ABSTRACT The Forkhead box m1 ( Foxm1 ) gene is critical for G 1 /S transition and essential for mitotic progression. However, the transcriptional mechanisms downstream of FoxM1 that control these cell cycle events remain to be determined. Here, we show that both early-passage Foxm1 − / − mouse embryonic fibroblasts (MEFs) and human osteosarcoma U2OS cells depleted of FoxM1 protein by small interfering RNA fail to grow in culture due to a mitotic block and accumulate nuclear levels of cyclin-dependent kinase inhibitor (CDKI) proteins p21 Cip1 and p27 Kip1 . Using quantitative chromatin immunoprecipitation and expression assays, we show that FoxM1 is essential for transcription of the mitotic regulatory genes Cdc25B, Aurora B kinase, survivin, centromere protein A (CENPA), and CENPB. We also identify the mechanism by which FoxM1 deficiency causes elevated nuclear levels of the CDKI proteins p21 Cip1 and p27 Kip1 . We provide evidence that FoxM1 is essential for transcription of Skp2 and Cks1, which are specificity subunits of the Skp1-Cullin 1-F-box (SCF) ubiquitin ligase complex that targets these CDKI proteins for degradation during the G 1 /S transition.
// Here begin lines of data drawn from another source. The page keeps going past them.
/// Location-specific parameter binding.
///
/// Path, query, header and form values arrive as text and are parsed with
/// [`FromParam`](params::FromParam); structured values in those locations are
/// JSON text decoded with their codec (the `_object` variants). Body
/// parameters are keys of the JSON request object.
///
/// Every lookup returns `Ok(None)` when the parameter is absent; callers pick
/// [`required`](params::required) or a default.
pub mod params {
    use std::collections::HashMap;

    use axum::http::HeaderMap;
    use bytes::Bytes;
    use serde_json::{Map, Value};

    use super::ApiError;
    use crate::codec::Codec;
    use crate::error::{DecodeError, json_kind};

    /// Text-to-value parsing for non-body parameters.
    pub trait FromParam: Sized {
        /// Parses the raw text.
        fn from_param(raw: &str) -> Result<Self, String>;
    }

    impl FromParam for bool {
        fn from_param(raw: &str) -> Result<Self, String> {
            raw.parse().map_err(|_| format!("expected true or false, got {raw:?}"))
        }
    }

    impl FromParam for i64 {
        fn from_param(raw: &str) -> Result<Self, String> {
            raw.parse().map_err(|_| format!("expected an integer, got {raw:?}"))
        }
    }

    impl FromParam for f64 {
        fn from_param(raw: &str) -> Result<Self, String> {
            raw.parse().map_err(|_| format!("expected a number, got {raw:?}"))
        }
    }

    impl FromParam for String {
        fn from_param(raw: &str) -> Result<Self, String> {
            Ok(raw.to_string())
        }
    }

    impl FromParam for () {
        fn from_param(_raw: &str) -> Result<Self, String> {
            Ok(())
        }
    }

    /// Comma-separated lists; the empty string is the empty list.
    impl<T: FromParam> FromParam for Vec<T> {
        fn from_param(raw: &str) -> Result<Self, String> {
            if raw.is_empty() {
                return Ok(Vec::new());
            }
            raw.split(',').map(T::from_param).collect()
        }
    }

    fn parse<T: FromParam>(
        raw: Option<&str>,
        name: &'static str,
        location: &'static str,
    ) -> Result<Option<T>, ApiError> {
        raw.map(|raw| {
            T::from_param(raw).map_err(|reason| ApiError::InvalidParameter {
                name,
                location,
                reason,
            })
        })
        .transpose()
    }

    fn parse_object<T: Codec>(
        raw: Option<&str>,
        name: &'static str,
        location: &'static str,
    ) -> Result<Option<T>, ApiError> {
        raw.map(|raw| {
            serde_json::from_str::<Value>(raw)
                .map_err(DecodeError::from)
                .and_then(|value| T::decode(&value))
                .map_err(|e| {
                    if !matches!(e.root(), DecodeError::Invalid(_)) {
                        return ApiError::InvalidParameter {
                            name,
                            location,
                            reason: e.to_string(),
                        };
                    }
                    ApiError::from(e.in_field(location, name))
                })
        })
        .transpose()
    }

    /// Path placeholder value.
    pub fn path<T: FromParam>(
        params: &HashMap<String, String>,
        name: &'static str,
    ) -> Result<Option<T>, ApiError> {
        parse(params.get(name).map(String::as_str), name, "path")
    }

    /// Structured path placeholder value.
    pub fn path_object<T: Codec>(
        params: &HashMap<String, String>,
        name: &'static str,
    ) -> Result<Option<T>, ApiError> {
        parse_object(params.get(name).map(String::as_str), name, "path")
    }

    /// Query string value.
    pub fn query<T: FromParam>(
        params: &HashMap<String, String>,
        name: &'static str,
    ) -> Result<Option<T>, ApiError> {
        parse(params.get(name).map(String::as_str), name, "query")
    }

    /// Structured query string value.
    pub fn query_object<T: Codec>(
        params: &HashMap<String, String>,
        name: &'static str,
    ) -> Result<Option<T>, ApiError> {
        parse_object(params.get(name).map(String::as_str), name, "query")
    }

    fn header_text<'a>(
        headers: &'a HeaderMap,
        name: &'static str,
    ) -> Result<Option<&'a str>, ApiError> {
        headers
            .get(name)
            .map(|v| {
                v.to_str().map_err(|e| ApiError::InvalidParameter {
                    name,
                    location: "header",
                    reason: e.to_string(),
                })
            })
            .transpose()
    }

    /// Header value.
    pub fn header<T: FromParam>(
        headers: &HeaderMap,
        name: &'static str,
    ) -> Result<Option<T>, ApiError> {
        parse(header_text(headers, name)?, name, "header")
    }

    /// Structured header value.
    pub fn header_object<T: Codec>(
        headers: &HeaderMap,
        name: &'static str,
    ) -> Result<Option<T>, ApiError> {
        parse_object(header_text(headers, name)?, name, "header")
    }

    /// Parses a url-encoded request body into its fields.
    pub fn form_fields(body: &Bytes) -> HashMap<String, String> {
        url::form_urlencoded::parse(body)
            .map(|(k, v)| (k.into_owned(), v.into_owned()))
            .collect()
    }

    /// Form field value.
    pub fn form<T: FromParam>(
        fields: &HashMap<String, String>,
        name: &'static str,
    ) -> Result<Option<T>, ApiError> {
        parse(fields.get(name).map(String::as_str), name, "form")
    }

    /// Structured form field value.
    pub fn form_object<T: Codec>(
        fields: &HashMap<String, String>,
        name: &'static str,
    ) -> Result<Option<T>, ApiError> {
        parse_object(fields.get(name).map(String::as_str), name, "form")
    }

    /// Parses the JSON request body as an object. An empty body is an empty object.
    pub fn body_object(body: &Bytes) -> Result<Map<String, Value>, ApiError> {
        if body.is_empty() {
            return Ok(Map::new());
        }
        let value: Value = serde_json::from_slice(body).map_err(DecodeError::from)?;
        match value {
            Value::Object(map) => Ok(map),
            other => Err(DecodeError::ExpectedObject {
                owner: "request body",
                found: json_kind(&other),
            }
            .into()),
        }
    }

    /// Key of the JSON request object, decoded with its codec.
    pub fn body<T: Codec>(
        object: &Map<String, Value>,
        name: &'static str,
    ) -> Result<Option<T>, ApiError> {
        match object.get(name) {
            None | Some(Value::Null) => Ok(None),
            Some(value) => T::decode(value)
                .map(Some)
                .map_err(|e| ApiError::from(e.in_field("request body", name))),
        }
    }

    /// Decodes the whole request body with `T`'s codec.
    pub fn request_body<T: Codec>(body: &Bytes) -> Result<T, ApiError> {
        if body.is_empty() {
            return Err(ApiError::MissingParameter {
                name: "body",
                location: "body",
            });
        }
        let value: Value = serde_json::from_slice(body).map_err(DecodeError::from)?;
        Ok(T::decode(&value)?)
    }

    /// Unwraps a required parameter.
    pub fn required<T>(
        value: Option<T>,
        name: &'static str,
        location: &'static str,
    ) -> Result<T, ApiError> {
        value.ok_or(ApiError::MissingParameter { name, location })
    }
}
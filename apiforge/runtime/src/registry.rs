//! Codec registry shared by a generated client.
//!
//! The client registers exactly the DTO types its operations exchange, plus
//! list codecs for those that travel as lists. Responses are decoded by
//! looking the target type up here, so a response type the client never
//! registered fails with [`DecodeError::Unregistered`] instead of guessing.

use std::any::{Any, TypeId};
use std::collections::HashMap;

use serde_json::Value;

use crate::codec::Codec;
use crate::error::DecodeError;

type DecodeFn = Box<dyn Fn(&Value) -> Result<Box<dyn Any + Send>, DecodeError> + Send + Sync>;

struct Entry {
    name: &'static str,
    decode: DecodeFn,
}

/// Type-indexed decoders.
///
/// ## Examples
///
/// ```
/// use apiforge_runtime::CodecRegistry;
/// use serde_json::json;
///
/// let mut codecs = CodecRegistry::new();
/// codecs.register::<String>();
/// codecs.register_list::<String>();
///
/// let names: Vec<String> = codecs.decode_list(r#"["a","b"]"#).unwrap();
/// assert_eq!(names, vec!["a", "b"]);
/// assert!(codecs.decode::<i64>(&json!(1)).is_err());
/// ```
#[derive(Default)]
pub struct CodecRegistry {
    entries: HashMap<TypeId, Entry>,
    order: Vec<TypeId>,
}

impl CodecRegistry {
    /// Creates an empty registry.
    pub fn new() -> Self {
        Self::default()
    }

    /// Registers the codec for `T`. Registering twice is a no-op.
    pub fn register<T: Codec + Send + 'static>(&mut self) {
        let id = TypeId::of::<T>();
        if self.entries.contains_key(&id) {
            return;
        }
        self.entries.insert(
            id,
            Entry {
                name: std::any::type_name::<T>(),
                decode: Box::new(|value: &Value| {
                    T::decode(value).map(|v| Box::new(v) as Box<dyn Any + Send>)
                }),
            },
        );
        self.order.push(id);
    }

    /// Registers the list codec for `Vec<T>`.
    pub fn register_list<T: Codec + Send + 'static>(&mut self) {
        self.register::<Vec<T>>();
    }

    /// Returns `true` if `T` has a registered codec.
    pub fn is_registered<T: 'static>(&self) -> bool {
        self.entries.contains_key(&TypeId::of::<T>())
    }

    /// Type names in registration order.
    pub fn names(&self) -> Vec<&'static str> {
        self.order
            .iter()
            .filter_map(|id| self.entries.get(id).map(|e| e.name))
            .collect()
    }

    /// Number of registered codecs.
    pub fn len(&self) -> usize {
        self.order.len()
    }

    /// Returns `true` when nothing is registered.
    pub fn is_empty(&self) -> bool {
        self.order.is_empty()
    }

    /// Decodes `value` with the codec registered for `T`.
    pub fn decode<T: 'static>(&self, value: &Value) -> Result<T, DecodeError> {
        let name = std::any::type_name::<T>();
        let entry = self.entries.get(&TypeId::of::<T>()).ok_or_else(|| {
            tracing::debug!(type_name = name, "decode requested for unregistered codec");
            DecodeError::Unregistered(name)
        })?;
        let decoded = (entry.decode)(value)?;
        decoded
            .downcast::<T>()
            .map(|boxed| *boxed)
            .map_err(|_| DecodeError::Unregistered(name))
    }

    /// Parses raw response text and decodes it with the list codec for `T`.
    pub fn decode_list<T: 'static>(&self, raw: &str) -> Result<Vec<T>, DecodeError> {
        let value: Value = serde_json::from_str(raw)?;
        self.decode::<Vec<T>>(&value)
    }
}

impl std::fmt::Debug for CodecRegistry {
    fn fmt(&self, f: &mut std::fmt::Formatter<'_>) -> std::fmt::Result {
        f.debug_struct("CodecRegistry")
            .field("codecs", &self.names())
            .finish()
    }
}

#[cfg(test)]
mod tests {
    use super::*;
    use serde_json::json;
    use tracing_test::traced_test;

    #[test]
    fn register_is_idempotent_and_ordered() {
        let mut codecs = CodecRegistry::new();
        codecs.register::<i64>();
        codecs.register::<String>();
        codecs.register::<i64>();
        assert_eq!(codecs.len(), 2);
        assert_eq!(codecs.names(), vec!["i64", "alloc::string::String"]);
    }

    #[test]
    fn list_and_element_are_distinct() {
        let mut codecs = CodecRegistry::new();
        codecs.register_list::<i64>();
        assert!(codecs.is_registered::<Vec<i64>>());
        assert!(!codecs.is_registered::<i64>());
    }

    #[test]
    #[traced_test]
    fn unregistered_type_fails() {
        let codecs = CodecRegistry::new();
        let err = codecs.decode::<bool>(&json!(true)).unwrap_err();
        assert!(matches!(err, DecodeError::Unregistered("bool")));
        assert!(logs_contain("decode requested for unregistered codec"));
    }

    #[test]
    fn decode_list_preserves_wire_length() {
        let mut codecs = CodecRegistry::new();
        codecs.register_list::<i64>();
        let values: Vec<i64> = codecs.decode_list("[3, 1, 2, 2]").unwrap();
        assert_eq!(values, vec![3, 1, 2, 2]);
    }

    #[test]
    fn decode_list_rejects_malformed_text() {
        let mut codecs = CodecRegistry::new();
        codecs.register_list::<i64>();
        let err = codecs.decode_list::<i64>("[1, 2").unwrap_err();
        assert!(matches!(err, DecodeError::Malformed(_)));
    }
}
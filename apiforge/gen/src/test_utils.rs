//! Shared model fixtures for apiforge-gen unit tests.

use apiforge_define::{
    ApiModel, Definition, HttpMethod, Parameter, PathMethodModel, PathModel, Property, Rule, Tag,
    TypeRef,
};

/// `User { id: int (required), name: string (optional) }` and no routes.
pub fn user_model() -> ApiModel {
    ApiModel::new("Users").with_definition(
        Definition::new("User")
            .with_property(Property::required("id", TypeRef::int()))
            .with_property(Property::optional("name", TypeRef::string())),
    )
}

/// A definition whose properties carry rules, one required and one optional.
pub fn ruled_model() -> ApiModel {
    ApiModel::new("Accounts").with_definition(
        Definition::new("Account")
            .with_property(Property::required("age", TypeRef::int()).with_rule(Rule::range(Some(1.0), None)))
            .with_property(Property::optional("nickname", TypeRef::string()).with_rule(Rule::NonEmpty))
            .with_property(Property::optional("note", TypeRef::string())),
    )
}

/// A small pet store.
///
/// - `GET /pets` (tag `pets`): optional `limit` query, returns a list of `Pet`
/// - `POST /pets` (tag `pets`, `bearer` secured): `Pet` request body
/// - `GET /pets/{petId}` and `DELETE /pets/{petId}`: untagged
pub fn petstore_model() -> ApiModel {
    ApiModel::new("Petstore")
        .with_description("Sample pet store")
        .with_tag(Tag {
            name: "pets".to_string(),
            description: Some("Everything about pets".to_string()),
        })
        .with_definition(
            Definition::new("Pet")
                .with_property(Property::required("id", TypeRef::int()))
                .with_property(Property::required("name", TypeRef::string()))
                .with_property(Property::optional("tag", TypeRef::string())),
        )
        .with_route(
            PathModel::new("/pets")
                .with_method(
                    PathMethodModel::new(HttpMethod::Get, "/pets")
                        .with_operation_id("listPets")
                        .with_summary("List all pets")
                        .with_parameter(
                            Parameter::query("limit", TypeRef::int())
                                .optional()
                                .with_description("How many items to return"),
                        )
                        .with_response(TypeRef::list_of(TypeRef::reference("Pet")))
                        .with_tag("pets"),
                )
                .with_method(
                    PathMethodModel::new(HttpMethod::Post, "/pets")
                        .with_operation_id("createPet")
                        .with_summary("Create a pet")
                        .with_request_body(TypeRef::reference("Pet"))
                        .with_response(TypeRef::reference("Pet"))
                        .with_security("bearer")
                        .with_error(401, "Missing or invalid token")
                        .with_tag("pets"),
                ),
        )
        .with_route(
            PathModel::new("/pets/{petId}")
                .with_method(
                    PathMethodModel::new(HttpMethod::Get, "/pets/{petId}")
                        .with_operation_id("getPet")
                        .with_summary("Info for a specific pet")
                        .with_parameter(Parameter::path("petId", TypeRef::int()))
                        .with_response(TypeRef::reference("Pet"))
                        .with_error(404, "Pet not found"),
                )
                .with_method(
                    PathMethodModel::new(HttpMethod::Delete, "/pets/{petId}")
                        .with_operation_id("deletePet")
                        .with_parameter(Parameter::path("petId", TypeRef::int())),
                ),
        )
}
Moreover, early-passage Foxm1 − / − MEFs display premature senescence as evidenced by high expression of the senescence-associated β-galactosidase, p19 ARF , and p16 INK4A proteins. Taken together, these results demonstrate that FoxM1 regulates transcription of cell cycle genes critical for progression into S-phase and mitosis.